Characterization of a very-low-density lipoprotein (VLDL)-associated cytotoxic factor

A VLDL-associated cytotoxic factor was isolated from sera of pregnant rats and characterized. The inhibitory effect of this factor on the macromolecular synthesis of rat prostate adenocarcinoma cells (PA-III) was also examined. VLDL (Sf 20-400) was subfractionated by differential ultracentrifugal flotation and the Sf 100-400 fraction was associated with most of the oncolytic activity. Chemical analysis of serum VLDL at various stages of pregnancy indicated that the 4 major constituents of VLDL (protein, triglyceride, cholesterol, and phospholipid), and the cytotoxic titre, were increased significantly before parturition and restored to normal levels by 24 h post partum.

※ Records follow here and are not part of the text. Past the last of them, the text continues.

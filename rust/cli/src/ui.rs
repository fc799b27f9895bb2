//! Terminal output helpers shared by the commands.

use std::io::Write;
use std::sync::atomic::{AtomicUsize, Ordering};

use handscope_engine::loader::LoadProgress;
use handscope_engine::site::Site;

pub fn write_error(err: &mut dyn Write, msg: &str) -> std::io::Result<()> {
    writeln!(err, "Error: {}", msg)
}

/// Display a warning message to stderr with "WARNING:" prefix
pub fn display_warning(err: &mut dyn Write, message: &str) -> std::io::Result<()> {
    writeln!(err, "WARNING: {}", message)
}

/// Counts loader notifications. Callbacks arrive on pool threads, so the
/// report is written after the load returns.
#[derive(Debug, Default)]
pub struct ProgressCounter {
    total: AtomicUsize,
    processed: AtomicUsize,
    done: AtomicUsize,
}

impl ProgressCounter {
    pub fn total(&self) -> usize {
        self.total.load(Ordering::SeqCst)
    }

    pub fn processed(&self) -> usize {
        self.processed.load(Ordering::SeqCst)
    }

    pub fn is_done(&self) -> bool {
        self.done.load(Ordering::SeqCst) > 0
    }

    pub fn write_report(&self, err: &mut dyn Write) -> std::io::Result<()> {
        writeln!(err, "Processed {}/{} files", self.processed(), self.total())
    }
}

impl LoadProgress for ProgressCounter {
    fn on_file_count_known(&self, count: usize) {
        self.total.store(count, Ordering::SeqCst);
    }

    fn on_file_processed(&self) {
        self.processed.fetch_add(1, Ordering::SeqCst);
    }

    fn on_done(&self) {
        self.done.fetch_add(1, Ordering::SeqCst);
    }
}

/// Plain-text site summary.
pub fn write_site_summary(out: &mut dyn Write, site: &Site) -> std::io::Result<()> {
    writeln!(out, "Site: {}", site.name())?;
    writeln!(
        out,
        "Games: {} ({} cash, {} tournaments)",
        site.game_count(),
        site.cash_games().len(),
        site.tournaments().len()
    )?;
    writeln!(out, "Hands: {}", site.hand_count())?;
    writeln!(out, "Actions: {}", site.action_count())?;
    writeln!(out, "Players: {}", site.player_count())?;
    if let Some(hero) = site.hero() {
        writeln!(out, "Hero: {}", hero.name())?;
    }
    Ok(())
}

/// Same figures as [`write_site_summary`], as a JSON object.
pub fn site_summary_json(site: &Site) -> serde_json::Value {
    serde_json::json!({
        "site": site.name(),
        "games": site.game_count(),
        "cash_games": site.cash_games().len(),
        "tournaments": site.tournaments().len(),
        "hands": site.hand_count(),
        "actions": site.action_count(),
        "players": site.player_count(),
        "hero": site.hero().map(|p| p.name()),
    })
}

#[cfg(test)]
mod tests {
    use super::*;
    use handscope_engine::player::Player;

    #[test]
    fn summary_names_the_hero() {
        let mut site = Site::new("Winamax");
        let mut hero = Player::new("Hero", "Winamax").unwrap();
        hero.set_hero(true);
        site.add_player(hero);

        let mut out = Vec::new();
        write_site_summary(&mut out, &site).unwrap();
        let text = String::from_utf8(out).unwrap();
        assert!(text.contains("Site: Winamax"));
        assert!(text.contains("Hero: Hero"));
        assert_eq!(site_summary_json(&site)["players"], 1);
    }

    #[test]
    fn counter_tracks_callbacks() {
        let counter = ProgressCounter::default();
        counter.on_file_count_known(3);
        counter.on_file_processed();
        counter.on_file_processed();
        counter.on_done();
        let mut err = Vec::new();
        counter.write_report(&mut err).unwrap();
        assert_eq!(String::from_utf8(err).unwrap(), "Processed 2/3 files\n");
        assert!(counter.is_done());
    }
}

The delipidation of lyophilized VLDL by n-heptane suggested that the cytotoxic component was associated with the neutral lipid core of VLDL. Kinetic studies of colony inhibition and the incorporation of radioactive thymidine and leucine into 10% TCA precipitates of PA-III cells showed that VLDL induced irreparable cellular damage during the initial 15 h of incubation. The cytotoxic activity of VLDL was not due to the association with PGF2 alpha, beta-oestradiol, progesterone, 25-hydroxycholesterol, or free fatty acids (oleic, stearic, palmitic, linoleic, linolenic and arachidonic acids), monopalmitolein, elaidyl and alpha-linolenyl alcohol. The role of this factor in host defence against neoplasia is discussed.